• _WHAT YOU HAVE TO DO_: Would you write out, word for word, each line of the records below from the top through the one holding "the channel probe."?

• _INFORMATION GIVEN_:
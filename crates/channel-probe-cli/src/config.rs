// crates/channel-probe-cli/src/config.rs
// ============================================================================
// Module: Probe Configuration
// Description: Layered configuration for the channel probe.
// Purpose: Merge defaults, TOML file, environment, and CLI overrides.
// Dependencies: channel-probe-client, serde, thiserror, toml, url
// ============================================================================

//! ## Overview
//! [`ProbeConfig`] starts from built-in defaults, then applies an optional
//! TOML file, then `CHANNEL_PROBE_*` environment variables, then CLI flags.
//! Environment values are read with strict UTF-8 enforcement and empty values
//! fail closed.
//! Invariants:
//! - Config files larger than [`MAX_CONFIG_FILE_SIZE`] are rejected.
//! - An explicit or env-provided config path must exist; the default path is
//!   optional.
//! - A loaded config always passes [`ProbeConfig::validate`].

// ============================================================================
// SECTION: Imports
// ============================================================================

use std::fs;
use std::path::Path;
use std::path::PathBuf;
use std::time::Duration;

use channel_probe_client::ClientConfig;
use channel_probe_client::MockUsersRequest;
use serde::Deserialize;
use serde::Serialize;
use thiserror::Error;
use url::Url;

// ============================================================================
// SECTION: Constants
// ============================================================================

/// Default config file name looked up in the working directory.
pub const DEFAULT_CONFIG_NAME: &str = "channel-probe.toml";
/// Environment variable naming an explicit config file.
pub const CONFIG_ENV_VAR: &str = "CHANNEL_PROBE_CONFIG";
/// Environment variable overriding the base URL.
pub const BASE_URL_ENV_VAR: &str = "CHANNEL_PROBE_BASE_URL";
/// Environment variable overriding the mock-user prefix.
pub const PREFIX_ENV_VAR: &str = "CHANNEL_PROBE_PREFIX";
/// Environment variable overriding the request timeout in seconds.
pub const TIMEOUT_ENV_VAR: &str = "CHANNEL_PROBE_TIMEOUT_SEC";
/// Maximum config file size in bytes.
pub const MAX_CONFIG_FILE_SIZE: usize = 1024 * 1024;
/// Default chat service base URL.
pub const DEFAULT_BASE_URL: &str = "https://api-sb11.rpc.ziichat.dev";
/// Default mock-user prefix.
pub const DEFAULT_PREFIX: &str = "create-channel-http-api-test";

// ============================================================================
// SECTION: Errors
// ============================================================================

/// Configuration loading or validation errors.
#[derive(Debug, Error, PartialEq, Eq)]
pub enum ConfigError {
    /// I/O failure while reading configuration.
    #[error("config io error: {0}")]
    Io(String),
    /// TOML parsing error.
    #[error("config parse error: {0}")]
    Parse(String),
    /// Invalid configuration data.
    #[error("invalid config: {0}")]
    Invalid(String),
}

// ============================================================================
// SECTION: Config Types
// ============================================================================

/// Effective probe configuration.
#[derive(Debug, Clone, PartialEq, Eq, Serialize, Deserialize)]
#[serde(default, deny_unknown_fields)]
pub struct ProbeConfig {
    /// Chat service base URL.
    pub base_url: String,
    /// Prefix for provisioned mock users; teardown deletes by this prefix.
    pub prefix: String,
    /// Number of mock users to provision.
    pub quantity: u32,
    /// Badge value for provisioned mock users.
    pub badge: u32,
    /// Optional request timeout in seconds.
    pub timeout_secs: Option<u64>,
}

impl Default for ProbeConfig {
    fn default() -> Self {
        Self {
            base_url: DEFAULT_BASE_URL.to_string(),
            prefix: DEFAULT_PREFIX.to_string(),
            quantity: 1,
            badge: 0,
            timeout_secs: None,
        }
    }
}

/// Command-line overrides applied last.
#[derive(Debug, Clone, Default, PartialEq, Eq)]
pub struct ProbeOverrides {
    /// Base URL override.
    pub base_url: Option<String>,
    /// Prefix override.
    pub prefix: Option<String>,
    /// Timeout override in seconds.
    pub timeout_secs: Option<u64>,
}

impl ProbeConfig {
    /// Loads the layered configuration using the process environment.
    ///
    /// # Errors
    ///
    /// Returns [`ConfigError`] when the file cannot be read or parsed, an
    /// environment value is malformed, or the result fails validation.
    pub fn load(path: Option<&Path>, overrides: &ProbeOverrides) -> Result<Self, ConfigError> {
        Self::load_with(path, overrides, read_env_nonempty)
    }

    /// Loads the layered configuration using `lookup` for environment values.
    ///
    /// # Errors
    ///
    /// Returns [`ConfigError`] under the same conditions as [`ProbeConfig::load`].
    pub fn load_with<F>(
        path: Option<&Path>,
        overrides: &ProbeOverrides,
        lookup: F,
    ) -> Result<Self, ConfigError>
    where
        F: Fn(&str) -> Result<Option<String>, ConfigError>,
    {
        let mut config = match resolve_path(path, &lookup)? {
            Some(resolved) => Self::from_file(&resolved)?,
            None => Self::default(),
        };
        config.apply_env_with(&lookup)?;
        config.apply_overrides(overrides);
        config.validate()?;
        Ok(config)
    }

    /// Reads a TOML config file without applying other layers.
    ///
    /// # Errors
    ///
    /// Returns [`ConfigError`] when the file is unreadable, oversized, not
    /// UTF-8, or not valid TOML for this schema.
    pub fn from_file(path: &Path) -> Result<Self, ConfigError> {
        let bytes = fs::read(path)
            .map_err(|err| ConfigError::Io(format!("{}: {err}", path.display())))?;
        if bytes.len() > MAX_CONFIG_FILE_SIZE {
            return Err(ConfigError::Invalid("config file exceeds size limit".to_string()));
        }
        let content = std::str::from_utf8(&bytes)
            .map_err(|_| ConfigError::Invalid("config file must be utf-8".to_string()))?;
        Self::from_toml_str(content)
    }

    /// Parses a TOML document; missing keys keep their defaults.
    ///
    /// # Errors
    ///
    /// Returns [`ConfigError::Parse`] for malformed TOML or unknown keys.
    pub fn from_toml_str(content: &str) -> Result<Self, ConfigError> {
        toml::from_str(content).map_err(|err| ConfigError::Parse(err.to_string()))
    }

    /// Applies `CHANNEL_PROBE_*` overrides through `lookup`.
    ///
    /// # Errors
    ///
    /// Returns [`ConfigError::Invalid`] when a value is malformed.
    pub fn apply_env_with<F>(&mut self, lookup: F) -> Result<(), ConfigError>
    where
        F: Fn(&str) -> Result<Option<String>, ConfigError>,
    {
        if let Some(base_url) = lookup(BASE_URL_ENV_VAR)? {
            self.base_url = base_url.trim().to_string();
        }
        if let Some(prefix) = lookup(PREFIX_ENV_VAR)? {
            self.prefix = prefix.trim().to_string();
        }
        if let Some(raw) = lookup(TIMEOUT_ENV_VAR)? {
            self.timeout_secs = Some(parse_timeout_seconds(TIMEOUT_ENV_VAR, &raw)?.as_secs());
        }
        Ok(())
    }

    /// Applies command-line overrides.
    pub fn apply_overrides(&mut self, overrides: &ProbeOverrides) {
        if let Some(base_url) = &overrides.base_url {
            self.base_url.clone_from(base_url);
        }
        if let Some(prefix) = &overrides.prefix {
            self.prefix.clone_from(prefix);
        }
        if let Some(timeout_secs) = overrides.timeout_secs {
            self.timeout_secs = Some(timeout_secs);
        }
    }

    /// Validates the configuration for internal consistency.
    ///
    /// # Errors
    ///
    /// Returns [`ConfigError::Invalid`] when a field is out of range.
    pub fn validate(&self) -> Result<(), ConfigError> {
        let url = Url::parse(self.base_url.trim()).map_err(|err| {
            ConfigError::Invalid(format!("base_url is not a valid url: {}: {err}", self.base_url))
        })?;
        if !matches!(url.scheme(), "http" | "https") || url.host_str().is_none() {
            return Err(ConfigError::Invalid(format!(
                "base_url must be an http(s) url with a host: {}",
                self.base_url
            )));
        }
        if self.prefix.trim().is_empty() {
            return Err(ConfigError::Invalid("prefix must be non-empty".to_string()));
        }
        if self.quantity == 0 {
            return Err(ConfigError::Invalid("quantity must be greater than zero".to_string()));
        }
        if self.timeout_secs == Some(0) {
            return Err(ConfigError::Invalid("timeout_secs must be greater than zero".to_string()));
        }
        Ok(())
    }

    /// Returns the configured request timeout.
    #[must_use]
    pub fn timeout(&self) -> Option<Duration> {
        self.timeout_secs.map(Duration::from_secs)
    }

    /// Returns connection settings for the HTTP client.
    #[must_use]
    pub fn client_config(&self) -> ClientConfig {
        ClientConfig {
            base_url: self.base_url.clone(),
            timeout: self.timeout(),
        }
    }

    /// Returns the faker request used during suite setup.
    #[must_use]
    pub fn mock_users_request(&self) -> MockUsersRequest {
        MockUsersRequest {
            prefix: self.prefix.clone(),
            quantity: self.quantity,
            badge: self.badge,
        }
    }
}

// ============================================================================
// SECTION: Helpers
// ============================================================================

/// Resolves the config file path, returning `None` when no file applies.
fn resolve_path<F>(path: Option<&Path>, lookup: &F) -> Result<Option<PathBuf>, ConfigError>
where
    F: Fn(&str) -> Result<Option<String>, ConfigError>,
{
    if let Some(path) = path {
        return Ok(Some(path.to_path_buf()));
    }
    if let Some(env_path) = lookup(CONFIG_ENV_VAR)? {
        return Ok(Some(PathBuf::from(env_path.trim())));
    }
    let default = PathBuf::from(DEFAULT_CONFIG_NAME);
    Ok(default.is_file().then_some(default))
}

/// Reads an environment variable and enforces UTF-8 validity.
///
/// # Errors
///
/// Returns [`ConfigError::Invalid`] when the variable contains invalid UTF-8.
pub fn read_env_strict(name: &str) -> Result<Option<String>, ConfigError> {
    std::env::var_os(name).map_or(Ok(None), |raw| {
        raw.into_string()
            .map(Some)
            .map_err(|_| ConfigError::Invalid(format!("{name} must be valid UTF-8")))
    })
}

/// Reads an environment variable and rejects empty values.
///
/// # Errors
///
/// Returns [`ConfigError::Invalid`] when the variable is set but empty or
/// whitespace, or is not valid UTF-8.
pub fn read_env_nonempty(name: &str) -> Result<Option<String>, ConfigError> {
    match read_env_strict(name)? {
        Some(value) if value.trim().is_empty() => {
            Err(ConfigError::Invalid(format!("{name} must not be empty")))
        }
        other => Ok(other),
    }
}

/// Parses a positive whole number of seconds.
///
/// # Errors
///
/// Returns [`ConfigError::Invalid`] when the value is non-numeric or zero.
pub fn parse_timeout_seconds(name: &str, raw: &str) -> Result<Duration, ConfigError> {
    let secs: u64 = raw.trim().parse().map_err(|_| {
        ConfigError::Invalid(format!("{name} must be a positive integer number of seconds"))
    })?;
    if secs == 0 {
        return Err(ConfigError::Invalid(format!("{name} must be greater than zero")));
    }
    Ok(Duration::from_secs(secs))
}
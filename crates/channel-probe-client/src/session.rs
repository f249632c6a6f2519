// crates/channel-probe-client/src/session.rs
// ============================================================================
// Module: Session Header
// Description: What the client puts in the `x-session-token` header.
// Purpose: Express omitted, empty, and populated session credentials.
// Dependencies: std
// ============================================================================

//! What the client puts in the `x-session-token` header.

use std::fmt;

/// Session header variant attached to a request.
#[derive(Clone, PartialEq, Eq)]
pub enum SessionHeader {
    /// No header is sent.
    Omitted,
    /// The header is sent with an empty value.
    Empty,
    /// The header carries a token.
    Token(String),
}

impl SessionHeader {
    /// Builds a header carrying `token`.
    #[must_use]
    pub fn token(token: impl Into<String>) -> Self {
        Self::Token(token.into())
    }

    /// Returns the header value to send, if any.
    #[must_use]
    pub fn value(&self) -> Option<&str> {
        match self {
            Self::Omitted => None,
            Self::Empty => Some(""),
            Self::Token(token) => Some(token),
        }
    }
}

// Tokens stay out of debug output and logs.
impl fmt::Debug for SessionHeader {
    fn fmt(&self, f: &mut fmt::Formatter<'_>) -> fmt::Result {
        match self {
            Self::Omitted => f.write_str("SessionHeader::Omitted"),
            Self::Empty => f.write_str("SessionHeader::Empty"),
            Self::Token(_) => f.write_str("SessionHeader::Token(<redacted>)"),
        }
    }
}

• _RESULT OF THE EXERCISE_:
filename crates/channel-probe-cli/src/config.rs
// crates/channel-probe-cli/src/config.rs
// ============================================================================
// Module: Probe Configuration
// Description: Layered configuration for the channel probe.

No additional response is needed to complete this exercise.